Streltsof, casi inmóvil, con una sonrisa fría en el rostro miraba fijamente el movimiento de los labios de Lopajin. Finalmente pronunció muy lentamente estas palabras, tartamudeando.
– ¡Pietia, qué contento estoy de verte! No puedes imaginar hasta qué punto. Ya había perdido la esperanza de ver a alguno de vosotros… Hay tanta gente por aquí…
– Pero ¿de dónde sales? ¿No te habían mandado al batallón médico-sanitario? -preguntó Lopajin.
– ¡ Desde ayer noche os estoy buscando por todas las compañías! Quise pasar a aquel lado pero un capitán de artillería me dijo que todos se retiraban de allá – dijo Streltsof tartamudeando un poco más, con los labios brillantes.
Sin darse cuenta todavía de lo que le había pasado a su amigo, Lopajin se rió; dándole golpecitos en la espalda, dijo:
– ¡Eh, padrecito! ¿No oyes bien? Mira por dónde nos pasa lo mismo que en el cuento satírico: «¡Hola, compadre!» «Vengo del mercado.» «¿Te has quedado sordo?» «He comprado un gallo.» Pero tú, ¿es que no oyes bien? -preguntó Lopajin levantando un poco más la voz -. Hablas torpemente, tartamudeas… Espera… ¿Eso es lo que te ha ocurrido después de la conmoción? ¡Claro, eso tiene que ser!
Lopajin se sonrojó de ira y contempló con profundo dolor el rostro de Streltsof, que, a pesar de todo, conservaba la misma sonrisa de antes. Puso sobre el hombro de Lopajin su temblorosa mano y tartamudeó con dificultad, penosamente:
– Vamos a sentarnos, Pietia. Resulta difícil hablar contigo. Después de aquella bomba no oigo nada. Y ves, hasta tartamudeo… Escribe y yo te contestaré.
Sentándose junto a la zanja, sacó del bolsillo una sucia libreta de notas y un lápiz. Lopajin cogió el lápiz de sus manos y escribió rápidamente: «Ya entiendo. ¿Te has escapado del batallón médico-sanitario?» Streltsof le miró por encima del hombro y dijo:
– Bueno, cómo te explicaría yo… me escapé. Más exactamente… me fui. Le dije al doctor que me iría en cuanto me sintiera mejor.
«¡Qué diablos! ¿Por qué? ¡Lo que has de hacer es curarte, estúpido!», escribió Lopajin; apretaba tanto la punta del lápiz que la rompió cuando puso el signo de admiración.
Streltsof leyó la nota y se encogió de hombros con extrañeza.
– ¿Cómo que diablos? La sangre ya no me sale por los oídos y apenas tengo náuseas. ¿Para qué tenía que estar allí acostado? – Cogió cuidadosamente el lápiz de manos de Lopajin y le afiló la punta con una navaja; después sopló las virutas que habían caído sobre sus rodillas y dijo-: Además, en aquel momento no podía quedarme allí.
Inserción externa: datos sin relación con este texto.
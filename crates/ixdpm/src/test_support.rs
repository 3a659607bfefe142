//! Shared test doubles for the crate's unit tests.

use std::collections::HashMap;
use std::sync::atomic::{AtomicUsize, Ordering};
use std::sync::Mutex;

use ixml::{ChipHandle, Health, IxmlError, Library, Result, TopologyLevel};

/// Description of one fake chip inside a [`MockLibrary`].
#[derive(Debug, Clone, Default)]
pub struct MockChipSpec {
    pub uuid: String,
    pub name: String,
    pub minor: u32,
    pub numa: Option<i64>,
    pub health_bits: u64,
    /// `(board id, position)`; `None` means board positions unsupported.
    pub board: Option<(u32, u32)>,
    /// Simulate a chip whose UUID cannot be read.
    pub fail_uuid: bool,
}

impl MockChipSpec {
    pub fn on_board(mut self, board: u32, position: u32) -> Self {
        self.board = Some((board, position));
        self
    }

    pub fn with_health_bits(mut self, bits: u64) -> Self {
        self.health_bits = bits;
        self
    }
}

/// In-memory [`Library`] implementation. Chip handles are indexes into the
/// chip table, so they stay valid across "rescans".
pub struct MockLibrary {
    chips: Mutex<Vec<MockChipSpec>>,
    topology: Mutex<HashMap<(String, String), TopologyLevel>>,
    scans: AtomicUsize,
}

impl MockLibrary {
    pub fn new(chips: Vec<MockChipSpec>) -> MockLibrary {
        MockLibrary {
            chips: Mutex::new(chips),
            topology: Mutex::new(HashMap::new()),
            scans: AtomicUsize::new(0),
        }
    }

    /// Declares a symmetric topology level between two chips (by UUID).
    pub fn set_topology(&mut self, a: &str, b: &str, level: TopologyLevel) {
        let mut topology = self.topology.lock().unwrap();
        topology.insert((a.to_string(), b.to_string()), level);
        topology.insert((b.to_string(), a.to_string()), level);
    }

    /// Number of `device_count` calls, i.e. rescans, so far.
    pub fn scan_count(&self) -> usize {
        self.scans.load(Ordering::SeqCst)
    }

    /// Flips a chip's health bits at runtime.
    pub fn set_health_bits(&self, uuid: &str, bits: u64) {
        let mut chips = self.chips.lock().unwrap();
        if let Some(chip) = chips.iter_mut().find(|c| c.uuid == uuid) {
            chip.health_bits = bits;
        }
    }

    fn chip<T>(&self, handle: ChipHandle, f: impl FnOnce(&MockChipSpec) -> T) -> Result<T> {
        let chips = self.chips.lock().unwrap();
        chips
            .get(handle.raw() as usize)
            .map(f)
            .ok_or(IxmlError::Call {
                call: "mock",
                status: -1,
            })
    }

    fn uuid_of(&self, handle: ChipHandle) -> Result<String> {
        self.chip(handle, |c| c.uuid.clone())
    }
}

impl Library for MockLibrary {
    fn init(&self) -> Result<()> {
        Ok(())
    }

    fn shutdown(&self) -> Result<()> {
        Ok(())
    }

    fn device_count(&self) -> Result<u32> {
        self.scans.fetch_add(1, Ordering::SeqCst);
        Ok(self.chips.lock().unwrap().len() as u32)
    }

    fn device_by_index(&self, index: u32) -> Result<ChipHandle> {
        let chips = self.chips.lock().unwrap();
        if (index as usize) < chips.len() {
            Ok(ChipHandle::from_raw(index as u64))
        } else {
            Err(IxmlError::Call {
                call: "mock device_by_index",
                status: -1,
            })
        }
    }

    fn device_by_uuid(&self, uuid: &str) -> Result<ChipHandle> {
        let chips = self.chips.lock().unwrap();
        chips
            .iter()
            .position(|c| c.uuid == uuid)
            .map(|i| ChipHandle::from_raw(i as u64))
            .ok_or(IxmlError::Call {
                call: "mock device_by_uuid",
                status: -1,
            })
    }

    fn driver_version(&self) -> Result<String> {
        Ok("mock-driver".to_string())
    }

    fn cuda_version(&self) -> Result<String> {
        Ok("11.0".to_string())
    }

    fn name(&self, chip: ChipHandle) -> Result<String> {
        self.chip(chip, |c| c.name.clone())
    }

    fn uuid(&self, chip: ChipHandle) -> Result<String> {
        let fail = self.chip(chip, |c| c.fail_uuid)?;
        if fail {
            return Err(IxmlError::Call {
                call: "mock uuid",
                status: -1,
            });
        }
        self.uuid_of(chip)
    }

    fn index(&self, chip: ChipHandle) -> Result<u32> {
        Ok(chip.raw() as u32)
    }

    fn minor_number(&self, chip: ChipHandle) -> Result<u32> {
        self.chip(chip, |c| c.minor)
    }

    fn numa_node(&self, chip: ChipHandle) -> Result<Option<i64>> {
        self.chip(chip, |c| c.numa)
    }

    fn health(&self, chip: ChipHandle) -> Result<Health> {
        self.chip(chip, |c| Health::from_bits(c.health_bits))
    }

    fn topology_level(&self, a: ChipHandle, b: ChipHandle) -> Result<TopologyLevel> {
        let a = self.uuid_of(a)?;
        let b = self.uuid_of(b)?;
        self.topology
            .lock()
            .unwrap()
            .get(&(a, b))
            .copied()
            .ok_or(IxmlError::Call {
                call: "mock topology_level",
                status: -1,
            })
    }

    fn board_position(&self, chip: ChipHandle) -> Result<Option<u32>> {
        self.chip(chip, |c| c.board.map(|(_, position)| position))
    }

    fn on_same_board(&self, a: ChipHandle, b: ChipHandle) -> Result<bool> {
        let board_a = self.chip(a, |c| c.board.map(|(board, _)| board))?;
        let board_b = self.chip(b, |c| c.board.map(|(board, _)| board))?;
        Ok(board_a.is_some() && board_a == board_b)
    }
}
//! The device model and the allocation policies over it.

pub mod best_effort;
pub mod device_set;
pub mod links;
pub mod replica;

use std::collections::HashMap;

pub use device_set::{
    prefix_uuids, Alias, Chip, Device, DeviceSet, HealthState, HotplugEvent, Reconciler,
    ReplicaDevice, ReplicaDeviceMap, ReplicaEntry, ALIAS_SEPARATOR,
};
pub use links::{P2PLink, P2PLinkType};

/// Affinity ordinals between devices: `uuid -> peer uuid -> ordinal`.
pub type LinkMap = HashMap<String, HashMap<String, u32>>;

/// Inputs common to both allocation policies.
#[derive(Debug, Clone, Default)]
pub struct AllocateArgs {
    /// IDs the selection may draw from.
    pub available: Vec<String>,
    /// IDs that must be part of the selection.
    pub required: Vec<String>,
    /// Total size of the selection to return.
    pub size: usize,
}

/// An allocation policy. Selected by the replication factor: replicated
/// devices spread load across parents, unreplicated ones optimize
/// peer-to-peer affinity.
///
/// Every failure mode (too many required devices, required not available,
/// not enough candidates) yields an empty selection; the caller decides
/// whether that is an error.
pub enum Policy {
    BestEffort { links: LinkMap },
    Replica { devices: ReplicaDeviceMap },
}

impl Policy {
    pub fn allocate(&self, args: &AllocateArgs) -> Vec<String> {
        match self {
            Policy::BestEffort { links } => best_effort::allocate(links, args),
            Policy::Replica { devices } => replica::allocate(devices, args),
        }
    }
}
El regimiento estaba pasando un momento difícil, quedábamos pocos… ¿Cómo podía dejar de venir? Y vine. Aunque esté sordo, puedo seguir luchando al lado de los camaradas. ¿No es cierto, Pietia?
El orgullo que le inspiraba aquel hombre, el cariño y la admiración llenaron el corazón de Lopajin. Tenía ganas de abrazar y besar a Streltsof, pero sintió que se le formaba en la garganta un nudo caliente y, avergonzado de sus lágrimas, sacó tapidamente la petaca del bolsillo.
Con la cabeza gacha, Lopajin se puso a liar un cigarrillo; cuando ya casi había terminado, una lágrima grande y clara cayó sobre el papel, que se deshizo entre sus dedos.
Pero Lopajin era hombre tenaz: cogió un pedazo de papel de periódico, negro por la suciedad y los dobleces, le echó el tabaco y volvió a liar el cigarrillo.